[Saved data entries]
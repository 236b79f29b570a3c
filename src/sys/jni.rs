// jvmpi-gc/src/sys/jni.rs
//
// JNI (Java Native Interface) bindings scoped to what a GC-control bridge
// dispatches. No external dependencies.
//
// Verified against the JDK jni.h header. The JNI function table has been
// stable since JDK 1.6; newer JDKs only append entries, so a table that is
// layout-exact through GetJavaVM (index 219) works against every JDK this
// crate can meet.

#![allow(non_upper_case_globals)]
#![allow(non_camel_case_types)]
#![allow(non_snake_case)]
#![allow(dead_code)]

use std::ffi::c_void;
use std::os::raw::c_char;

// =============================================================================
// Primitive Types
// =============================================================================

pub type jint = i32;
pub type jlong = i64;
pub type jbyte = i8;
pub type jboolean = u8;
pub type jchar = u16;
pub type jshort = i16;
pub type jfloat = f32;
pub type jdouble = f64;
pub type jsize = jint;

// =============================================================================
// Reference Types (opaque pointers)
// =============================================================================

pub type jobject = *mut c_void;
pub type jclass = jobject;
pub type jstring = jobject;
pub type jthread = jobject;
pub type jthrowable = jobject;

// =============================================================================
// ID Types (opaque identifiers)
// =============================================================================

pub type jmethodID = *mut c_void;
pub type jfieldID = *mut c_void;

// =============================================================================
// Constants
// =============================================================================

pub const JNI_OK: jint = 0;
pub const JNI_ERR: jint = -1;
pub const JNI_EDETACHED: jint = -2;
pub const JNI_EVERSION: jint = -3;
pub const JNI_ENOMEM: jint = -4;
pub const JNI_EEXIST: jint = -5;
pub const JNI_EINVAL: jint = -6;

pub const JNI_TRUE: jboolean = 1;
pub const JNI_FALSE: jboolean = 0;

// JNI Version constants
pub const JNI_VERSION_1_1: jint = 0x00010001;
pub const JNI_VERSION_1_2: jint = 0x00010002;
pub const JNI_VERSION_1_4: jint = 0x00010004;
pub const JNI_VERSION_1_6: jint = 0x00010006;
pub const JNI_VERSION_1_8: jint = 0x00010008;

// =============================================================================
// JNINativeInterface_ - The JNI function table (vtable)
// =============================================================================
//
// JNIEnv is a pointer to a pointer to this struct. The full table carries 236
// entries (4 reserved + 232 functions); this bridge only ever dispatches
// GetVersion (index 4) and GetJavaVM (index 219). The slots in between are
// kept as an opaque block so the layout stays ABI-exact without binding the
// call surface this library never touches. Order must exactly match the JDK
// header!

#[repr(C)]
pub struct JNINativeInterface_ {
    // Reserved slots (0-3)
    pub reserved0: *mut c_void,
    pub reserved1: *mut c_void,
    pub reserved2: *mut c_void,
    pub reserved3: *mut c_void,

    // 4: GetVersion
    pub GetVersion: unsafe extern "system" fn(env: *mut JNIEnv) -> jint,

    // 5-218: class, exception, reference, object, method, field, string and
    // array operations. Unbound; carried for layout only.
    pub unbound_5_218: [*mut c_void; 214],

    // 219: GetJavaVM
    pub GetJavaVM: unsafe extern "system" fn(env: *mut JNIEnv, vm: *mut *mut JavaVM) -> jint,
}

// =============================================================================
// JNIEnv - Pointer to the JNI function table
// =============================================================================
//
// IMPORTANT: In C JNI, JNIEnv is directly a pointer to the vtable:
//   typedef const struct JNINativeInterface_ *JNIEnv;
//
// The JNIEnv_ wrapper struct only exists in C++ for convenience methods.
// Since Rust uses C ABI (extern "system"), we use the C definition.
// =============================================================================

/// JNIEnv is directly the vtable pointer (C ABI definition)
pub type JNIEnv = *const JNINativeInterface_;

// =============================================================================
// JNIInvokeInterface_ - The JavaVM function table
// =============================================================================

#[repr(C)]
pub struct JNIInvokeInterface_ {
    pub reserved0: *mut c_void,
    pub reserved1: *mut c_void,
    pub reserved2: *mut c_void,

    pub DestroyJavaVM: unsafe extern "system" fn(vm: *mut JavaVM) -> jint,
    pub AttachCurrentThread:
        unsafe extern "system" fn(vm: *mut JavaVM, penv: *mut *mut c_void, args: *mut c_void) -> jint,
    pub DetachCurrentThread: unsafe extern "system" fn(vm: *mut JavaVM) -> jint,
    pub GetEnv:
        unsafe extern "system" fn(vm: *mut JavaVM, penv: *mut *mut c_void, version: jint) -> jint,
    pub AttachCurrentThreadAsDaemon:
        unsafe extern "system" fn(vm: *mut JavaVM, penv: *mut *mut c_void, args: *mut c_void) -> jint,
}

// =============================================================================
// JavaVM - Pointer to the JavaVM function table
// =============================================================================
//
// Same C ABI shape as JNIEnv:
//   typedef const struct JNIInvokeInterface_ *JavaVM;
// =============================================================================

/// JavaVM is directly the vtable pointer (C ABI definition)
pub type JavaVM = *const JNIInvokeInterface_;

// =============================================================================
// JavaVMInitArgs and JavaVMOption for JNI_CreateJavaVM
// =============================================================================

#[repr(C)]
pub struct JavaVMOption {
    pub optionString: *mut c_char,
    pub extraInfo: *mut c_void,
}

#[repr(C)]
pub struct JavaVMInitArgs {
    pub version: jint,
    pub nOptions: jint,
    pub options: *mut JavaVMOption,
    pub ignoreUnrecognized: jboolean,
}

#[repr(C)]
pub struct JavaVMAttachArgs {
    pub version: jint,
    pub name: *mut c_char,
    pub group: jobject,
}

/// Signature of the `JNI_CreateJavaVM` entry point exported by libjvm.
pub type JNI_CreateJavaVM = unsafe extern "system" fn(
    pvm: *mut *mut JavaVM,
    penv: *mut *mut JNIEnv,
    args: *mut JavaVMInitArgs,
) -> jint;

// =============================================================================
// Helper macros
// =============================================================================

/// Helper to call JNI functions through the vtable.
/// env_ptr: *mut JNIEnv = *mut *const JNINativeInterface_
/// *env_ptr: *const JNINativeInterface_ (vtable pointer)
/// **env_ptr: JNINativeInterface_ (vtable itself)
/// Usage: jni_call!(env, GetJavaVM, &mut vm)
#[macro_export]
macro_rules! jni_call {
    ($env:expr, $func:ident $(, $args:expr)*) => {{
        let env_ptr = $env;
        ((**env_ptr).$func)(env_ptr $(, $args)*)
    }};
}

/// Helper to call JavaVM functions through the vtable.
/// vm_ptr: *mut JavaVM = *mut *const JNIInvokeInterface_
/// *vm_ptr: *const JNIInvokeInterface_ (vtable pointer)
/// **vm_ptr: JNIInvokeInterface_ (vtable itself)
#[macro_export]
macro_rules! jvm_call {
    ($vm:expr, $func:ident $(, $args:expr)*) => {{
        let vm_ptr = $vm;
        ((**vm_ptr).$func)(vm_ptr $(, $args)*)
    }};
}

▸ WHAT TO PRODUCE
Scan the entries above and work out how many lines include the word "through"; the reply is that number alone.

▸ RESPONSE BELOW
3